Source data
···
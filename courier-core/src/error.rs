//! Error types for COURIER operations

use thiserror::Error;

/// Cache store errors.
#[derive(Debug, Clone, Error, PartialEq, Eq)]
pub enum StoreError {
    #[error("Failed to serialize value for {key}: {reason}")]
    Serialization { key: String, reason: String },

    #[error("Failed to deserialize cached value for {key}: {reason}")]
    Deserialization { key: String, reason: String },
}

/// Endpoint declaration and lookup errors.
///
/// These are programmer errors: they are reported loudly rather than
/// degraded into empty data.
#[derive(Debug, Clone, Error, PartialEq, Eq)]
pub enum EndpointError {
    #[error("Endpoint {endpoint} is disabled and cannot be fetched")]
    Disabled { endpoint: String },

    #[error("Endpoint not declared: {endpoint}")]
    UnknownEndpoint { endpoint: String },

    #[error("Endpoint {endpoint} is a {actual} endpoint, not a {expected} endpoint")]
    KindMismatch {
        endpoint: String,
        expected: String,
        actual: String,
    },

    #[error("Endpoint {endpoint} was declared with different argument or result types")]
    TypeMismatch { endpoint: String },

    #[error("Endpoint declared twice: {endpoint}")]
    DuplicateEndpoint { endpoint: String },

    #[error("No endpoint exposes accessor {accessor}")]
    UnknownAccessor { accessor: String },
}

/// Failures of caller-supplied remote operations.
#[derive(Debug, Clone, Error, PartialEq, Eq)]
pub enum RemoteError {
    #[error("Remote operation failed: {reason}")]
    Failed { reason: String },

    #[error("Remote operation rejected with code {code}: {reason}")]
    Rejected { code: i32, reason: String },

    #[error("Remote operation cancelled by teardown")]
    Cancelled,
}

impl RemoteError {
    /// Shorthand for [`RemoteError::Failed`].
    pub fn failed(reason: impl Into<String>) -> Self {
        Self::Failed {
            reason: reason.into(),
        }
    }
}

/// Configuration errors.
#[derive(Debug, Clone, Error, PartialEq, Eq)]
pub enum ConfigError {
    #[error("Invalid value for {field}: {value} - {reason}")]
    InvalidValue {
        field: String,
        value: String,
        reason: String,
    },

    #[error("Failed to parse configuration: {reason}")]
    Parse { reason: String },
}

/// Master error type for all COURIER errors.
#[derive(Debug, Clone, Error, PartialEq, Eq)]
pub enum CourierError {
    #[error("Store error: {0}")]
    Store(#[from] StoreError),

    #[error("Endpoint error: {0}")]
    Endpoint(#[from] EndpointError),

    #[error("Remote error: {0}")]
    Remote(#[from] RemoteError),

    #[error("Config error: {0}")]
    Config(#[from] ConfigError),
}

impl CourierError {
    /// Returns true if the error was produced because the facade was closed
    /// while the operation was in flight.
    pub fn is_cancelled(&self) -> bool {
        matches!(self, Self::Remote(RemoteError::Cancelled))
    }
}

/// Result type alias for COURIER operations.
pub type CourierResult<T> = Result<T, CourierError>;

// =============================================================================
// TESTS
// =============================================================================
···
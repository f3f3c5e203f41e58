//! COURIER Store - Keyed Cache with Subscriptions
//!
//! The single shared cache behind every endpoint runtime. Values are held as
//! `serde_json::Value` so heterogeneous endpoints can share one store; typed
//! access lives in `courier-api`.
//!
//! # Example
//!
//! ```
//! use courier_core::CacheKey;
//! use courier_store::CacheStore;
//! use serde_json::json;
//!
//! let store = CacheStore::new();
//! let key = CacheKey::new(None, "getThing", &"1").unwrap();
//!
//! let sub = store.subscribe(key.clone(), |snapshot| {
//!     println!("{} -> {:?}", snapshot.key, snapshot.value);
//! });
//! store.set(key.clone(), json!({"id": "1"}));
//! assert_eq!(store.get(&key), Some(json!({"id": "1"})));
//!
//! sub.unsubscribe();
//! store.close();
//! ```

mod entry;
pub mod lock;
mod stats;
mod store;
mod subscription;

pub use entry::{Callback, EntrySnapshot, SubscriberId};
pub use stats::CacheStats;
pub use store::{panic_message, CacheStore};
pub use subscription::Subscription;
···
Above are the records; print exactly the lines from the line with "pub enum StoreError" to the line with "caller-supplied remote operations.", including both, and nothing else.

pub enum StoreError {
    #[error("Failed to serialize value for {key}: {reason}")]
    Serialization { key: String, reason: String },

    #[error("Failed to deserialize cached value for {key}: {reason}")]
    Deserialization { key: String, reason: String },
}

/// Endpoint declaration and lookup errors.
///
/// These are programmer errors: they are reported loudly rather than
/// degraded into empty data.
#[derive(Debug, Clone, Error, PartialEq, Eq)]
pub enum EndpointError {
    #[error("Endpoint {endpoint} is disabled and cannot be fetched")]
    Disabled { endpoint: String },

    #[error("Endpoint not declared: {endpoint}")]
    UnknownEndpoint { endpoint: String },

    #[error("Endpoint {endpoint} is a {actual} endpoint, not a {expected} endpoint")]
    KindMismatch {
        endpoint: String,
        expected: String,
        actual: String,
    },

    #[error("Endpoint {endpoint} was declared with different argument or result types")]
    TypeMismatch { endpoint: String },

    #[error("Endpoint declared twice: {endpoint}")]
    DuplicateEndpoint { endpoint: String },

    #[error("No endpoint exposes accessor {accessor}")]
    UnknownAccessor { accessor: String },
}

/// Failures of caller-supplied remote operations.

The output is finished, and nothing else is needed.